» **Work request**: All lines from the first one in the listing below to the one holding "pub const SOURCE_OPENLIBRARY: &str", inclusive, are to be copied exactly.
>>
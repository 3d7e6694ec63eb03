//! Field fusion with provenance
//!
//! Turns one merged row into the flat final-artifact record: every
//! per-source column is carried through for auditability, and the two
//! fused fields (description, subjects) are chosen by fixed source
//! precedence with the winning source recorded alongside the value.

pub mod text_clean;

pub use text_clean::clean_text;

use crate::merge::MergedRecord;
use serde::{Deserialize, Serialize};

/// Provenance labels written next to each fused field
pub const SOURCE_LIBRARY_CATALOG: &str = "library_catalog";
pub const SOURCE_OPENLIBRARY: &str = "openlibrary";
pub const SOURCE_OPENALEX: &str = "openalex";

/// One row of the final catalog artifact
///
/// Flat on purpose: the artifact is a plain CSV consumed outside this
/// pipeline, so nesting and enums stop here.
#[derive(Debug, Clone, Serialize, Deserialize)]
pub struct FinalRecord {
    pub row_id: i64,
    pub isbn: Option<String>,
    pub title: String,
    pub author: Option<String>,
    pub year: Option<String>,
    pub publisher: Option<String>,
    pub pages: Option<String>,

    pub lc_status: Option<String>,
    pub lc_detail_url: Option<String>,
    pub lc_subjects: Option<String>,
    pub lc_summary: Option<String>,

    pub ol_status: Option<String>,
    pub ol_title: Option<String>,
    pub ol_authors: Option<String>,
    pub ol_publisher: Option<String>,
    pub ol_publish_date: Option<String>,
    pub ol_number_of_pages: Option<i64>,
    pub ol_work_key: Option<String>,
    pub ol_description: Option<String>,
    pub ol_subjects: Option<String>,

    pub oa_status: Option<String>,
    pub oa_work_id: Option<String>,
    pub oa_matched_title: Option<String>,
    pub oa_doi: Option<String>,
    pub oa_work_type: Option<String>,
    pub oa_year: Option<i64>,
    pub oa_cited_by_count: Option<i64>,
    pub oa_similarity: Option<f64>,
    pub oa_concept_tags: Option<String>,
    pub oa_abstract: Option<String>,

    pub final_description: Option<String>,
    pub final_description_source: Option<String>,
    pub final_subjects: Option<String>,
    pub final_subjects_source: Option<String>,
}

/// Fuse one merged row into a final record
///
/// Precedence is fixed: the curated catalog summary beats the
/// OpenLibrary description, which beats the OpenAlex abstract; likewise
/// for subjects. A source whose value cleans to nothing yields to the
/// next source rather than winning with an empty string.
pub fn fuse_record(merged: &MergedRecord) -> FinalRecord {
    let item = &merged.item;
    let lc = merged.library_catalog.as_ref();
    let ol = merged.openlibrary.as_ref();
    let oa = merged.openalex.as_ref();

    let description_candidates = [
        (SOURCE_LIBRARY_CATALOG, lc.and_then(|r| r.summary.as_deref())),
        (SOURCE_OPENLIBRARY, ol.and_then(|r| r.description.as_deref())),
        (SOURCE_OPENALEX, oa.and_then(|r| r.abstract_text.as_deref())),
    ];
    let subjects_candidates = [
        (SOURCE_LIBRARY_CATALOG, lc.and_then(|r| r.subjects.as_deref())),
        (SOURCE_OPENLIBRARY, ol.and_then(|r| r.subjects.as_deref())),
        (SOURCE_OPENALEX, oa.and_then(|r| r.concept_tags.as_deref())),
    ];

    let (final_description, final_description_source) = first_usable(&description_candidates);
    let (final_subjects, final_subjects_source) = first_usable(&subjects_candidates);

    FinalRecord {
        row_id: item.row_id,
        isbn: item.isbn.clone(),
        title: item.title.clone(),
        author: item.author.clone(),
        year: item.year.clone(),
        publisher: item.publisher.clone(),
        pages: item.pages.clone(),

        lc_status: lc.map(|r| r.status.as_str()),
        lc_detail_url: lc.and_then(|r| r.detail_url.clone()),
        lc_subjects: lc.and_then(|r| r.subjects.clone()),
        lc_summary: lc.and_then(|r| r.summary.clone()),

        ol_status: ol.map(|r| r.status.as_str()),
        ol_title: ol.and_then(|r| r.title.clone()),
        ol_authors: ol.and_then(|r| r.authors.clone()),
        ol_publisher: ol.and_then(|r| r.publisher.clone()),
        ol_publish_date: ol.and_then(|r| r.publish_date.clone()),
        ol_number_of_pages: ol.and_then(|r| r.number_of_pages),
        ol_work_key: ol.and_then(|r| r.work_key.clone()),
        ol_description: ol.and_then(|r| r.description.clone()),
        ol_subjects: ol.and_then(|r| r.subjects.clone()),

        oa_status: oa.map(|r| r.status.as_str()),
        oa_work_id: oa.and_then(|r| r.work_id.clone()),
        oa_matched_title: oa.and_then(|r| r.matched_title.clone()),
        oa_doi: oa.and_then(|r| r.doi.clone()),
        oa_work_type: oa.and_then(|r| r.work_type.clone()),
        oa_year: oa.and_then(|r| r.year),
        oa_cited_by_count: oa.and_then(|r| r.cited_by_count),
        oa_similarity: oa.and_then(|r| r.similarity),
        oa_concept_tags: oa.and_then(|r| r.concept_tags.clone()),
        oa_abstract: oa.and_then(|r| r.abstract_text.clone()),

        final_description,
        final_description_source,
        final_subjects,
        final_subjects_source,
    }
}

/// First candidate that cleans to usable text, with its source label
fn first_usable(candidates: &[(&'static str, Option<&str>)]) -> (Option<String>, Option<String>) {
    for (source, raw) in candidates {
        if let Some(raw) = raw {
            if let Some(cleaned) = clean_text(raw) {
                return (Some(cleaned), Some(source.to_string()));
            }
        }
    }
    (None, None)
}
<<
» **Exercise result**:
repository 3d7e6694ec63eb03
//! Field fusion with provenance
//!
//! Turns one merged row into the flat final-artifact record: every
//! per-source column is carried through for auditability, and the two
//! fused fields (description, subjects) are chosen by fixed source
//! precedence with the winning source recorded alongside the value.

pub mod text_clean;

pub use text_clean::clean_text;

use crate::merge::MergedRecord;
use serde::{Deserialize, Serialize};

/// Provenance labels written next to each fused field
pub const SOURCE_LIBRARY_CATALOG: &str = "library_catalog";
pub const SOURCE_OPENLIBRARY: &str = "openlibrary";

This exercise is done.